At first you think that the people in charge are just being needlessly and pointlessly cruel, with regulations about not stepping on white lines and properly addressing the captors in just the white way time after time, but as the film goes on you see that the point is to mold these folks into obedient robots who will unthinkingly follow any command, to rapidly dehumanize them, take away whatever impulse lead them to break the rules, and to mold them into people who live by and die by the Marine Corps code of conduct.

The action in the film takes place in an over the top fashion, sacrificing realism in portrayal for using the provocation of raw, emotional, responses to communicate the idea that they want to put forward.
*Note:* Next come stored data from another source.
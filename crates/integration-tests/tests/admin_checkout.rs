//! Checkout: order creation, gateway requests and CORS.

use axum::http::{Method, StatusCode};
use serde_json::json;

use shopdeck_integration_tests::{OWNER_TOKEN, TestApp};

#[tokio::test]
async fn test_checkout_requires_products() {
    let app = TestApp::new();
    let store = app.create_store("Shop").await;

    let response = app
        .post(
            &format!("/api/{store}/checkout"),
            None,
            json!({ "productIds": [] }),
        )
        .await;

    assert_eq!(response.status, StatusCode::BAD_REQUEST);
    assert_eq!(response.text(), "Product ids are required");
    assert!(app.payments.requests().is_empty());
}

#[tokio::test]
async fn test_checkout_creates_order_and_session() {
    let app = TestApp::new();
    let store = app.create_store("Shop").await;
    let catalog = app.seed_catalog(store).await;
    let product = app
        .create(store, "products", catalog.product("tee", "19.99", false))
        .await;

    let response = app
        .post(
            &format!("/api/{store}/checkout"),
            None,
            json!({ "productIds": [product] }),
        )
        .await;

    assert_eq!(response.status, StatusCode::OK, "{}", response.text());
    let url = response.json()["url"].as_str().unwrap_or_default().to_owned();
    assert!(url.starts_with("https://checkout.stripe.test/c/pay/cs_test_"));

    let requests = app.payments.requests();
    assert_eq!(requests.len(), 1);
    let request = &requests[0];
    assert_eq!(request.line_items.len(), 1);
    assert_eq!(request.line_items[0].name, "tee");
    assert_eq!(request.line_items[0].unit_amount, 1999);
    assert_eq!(request.line_items[0].quantity, 1);
    assert_eq!(request.success_url, "http://shop.test/cart?success=1");
    assert_eq!(request.cancel_url, "http://shop.test/cart?canceled=1");

    assert_eq!(app.datastore.order_count().ok(), Some(1));
    let items = app.datastore.order_items(request.order_id).unwrap_or_default();
    assert_eq!(items.len(), 1);
    assert_eq!(items[0].product_id.to_string(), product);
}

#[tokio::test]
async fn test_checkout_is_public_with_or_without_session() {
    let app = TestApp::new();
    let store = app.create_store("Shop").await;
    let catalog = app.seed_catalog(store).await;
    let product = app
        .create(store, "products", catalog.product("tee", "5", false))
        .await;

    let response = app
        .post(
            &format!("/api/{store}/checkout"),
            Some(OWNER_TOKEN),
            json!({ "productIds": [product] }),
        )
        .await;

    assert_eq!(response.status, StatusCode::OK);
}

#[tokio::test]
async fn test_checkout_preflight_allows_any_origin() {
    let app = TestApp::new();
    let store = app.create_store("Shop").await;

    let request = axum::http::Request::builder()
        .method(Method::OPTIONS)
        .uri(format!("/api/{store}/checkout"))
        .header("origin", "http://shop.test")
        .header("access-control-request-method", "POST")
        .body(axum::body::Body::empty());
    let Ok(request) = request else {
        panic!("request builds");
    };
    let response = tower::ServiceExt::oneshot(app.router.clone(), request)
        .await
        .unwrap_or_else(|never| match never {});

    assert!(response.status().is_success());
    assert!(
        response
            .headers()
            .contains_key("access-control-allow-origin")
    );
}

#[tokio::test]
async fn test_checkout_response_carries_cors_header() {
    let app = TestApp::new();
    let store = app.create_store("Shop").await;

    let request = axum::http::Request::builder()
        .method(Method::POST)
        .uri(format!("/api/{store}/checkout"))
        .header("origin", "http://shop.test")
        .header("content-type", "application/json")
        .body(axum::body::Body::from(r#"{"productIds":[]}"#));
    let Ok(request) = request else {
        panic!("request builds");
    };
    let response = tower::ServiceExt::oneshot(app.router.clone(), request)
        .await
        .unwrap_or_else(|never| match never {});

    assert_eq!(response.status(), StatusCode::BAD_REQUEST);
    assert!(
        response
            .headers()
            .contains_key("access-control-allow-origin")
    );
}

#[tokio::test]
async fn test_gateway_failure_is_502() {
    let app = TestApp::new();
    let store = app.create_store("Shop").await;
    let catalog = app.seed_catalog(store).await;
    let product = app
        .create(store, "products", catalog.product("tee", "19.99", false))
        .await;
    app.payments.set_failing(true);

    let response = app
        .post(
            &format!("/api/{store}/checkout"),
            None,
            json!({ "productIds": [product] }),
        )
        .await;

    assert_eq!(response.status, StatusCode::BAD_GATEWAY);
    assert_eq!(response.text(), "External service error");
}

#[tokio::test]
async fn test_unknown_products_are_404() {
    let app = TestApp::new();
    let store = app.create_store("Shop").await;

    let response = app
        .post(
            &format!("/api/{store}/checkout"),
            None,
            json!({ "productIds": [uuid::Uuid::new_v4()] }),
        )
        .await;

    assert_eq!(response.status, StatusCode::NOT_FOUND);
    assert_eq!(app.datastore.order_count().ok(), Some(0));
}
//! Database migration command.
//!
//! # Usage
//!
//! ```bash
//! shopdeck migrate
//! ```
//!
//! # Environment Variables
//!
//! - `ADMIN_DATABASE_URL` (or `DATABASE_URL`) - `PostgreSQL` connection string
//!
//! # Migration Files
//!
//! `crates/admin/migrations/`, embedded at compile time.

use sqlx::PgPool;
use thiserror::Error;

/// Errors that can occur while migrating.
#[derive(Debug, Error)]
pub enum MigrationError {
    /// Required environment variable is missing.
    #[error("Missing environment variable: {0}")]
    MissingEnvVar(&'static str),

    /// Database connection error.
    #[error("Database error: {0}")]
    Database(#[from] sqlx::Error),

    /// A migration failed to apply.
    #[error("Migration error: {0}")]
    Migration(#[from] sqlx::migrate::MigrateError),
}

/// Apply pending store schema migrations.
///
/// # Errors
///
/// Returns an error if no database URL is configured, the database is
/// unreachable, or a migration fails.
pub async fn run() -> Result<(), MigrationError> {
    dotenvy::dotenv().ok();

    let database_url = std::env::var("ADMIN_DATABASE_URL")
        .or_else(|_| std::env::var("DATABASE_URL"))
        .map_err(|_| MigrationError::MissingEnvVar("DATABASE_URL"))?;

    tracing::info!("Connecting to database...");
    let pool = PgPool::connect(&database_url).await?;

    tracing::info!("Running migrations...");
    sqlx::migrate!("../admin/migrations").run(&pool).await?;

    tracing::info!("Migrations complete!");
    Ok(())
}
I recommend locating a copy of the doc. and seeing it. The Living Theater appears to put it on every once and a while judging by their website, so you could catch it in person as well.

If you did that, though, you'd miss the entertaining spectacle of Julian Beck, one of the founders and leaders of the troupe, playing a Marine Corps officer, including one point where the camera mistakenly captures him while he's giving direction, making a large gesture suggesting to an actor that he needs to bring out the screaming and the emotion more. Maybe it makes more of an impact if you've seen the video of "Paradise Now". I'll get to that one some time in the future, but at the moment will note that the video is somewhat crippled by the application of the concept of not having one dominant viewpoint to the filming of the art action itself, leading to a kind of confused picture of an event that's already kind of confusing.

*on edit: I'm thinking of the Mystic Fire release of "Paradise Now" that was filmed in Berlin and Belgium. After a quick look I found a DVD based on their American tour.

*on edit #2:the set is very important. It's a chain link fenced in square with bunk beds with a pathway outside that surrounds it on three sides. Floor to ceiling chain link fence. Beyond that are strings of barbed wire, although the only times the audience sees them is at the beginning and end of it since they're located between the audience and the main set.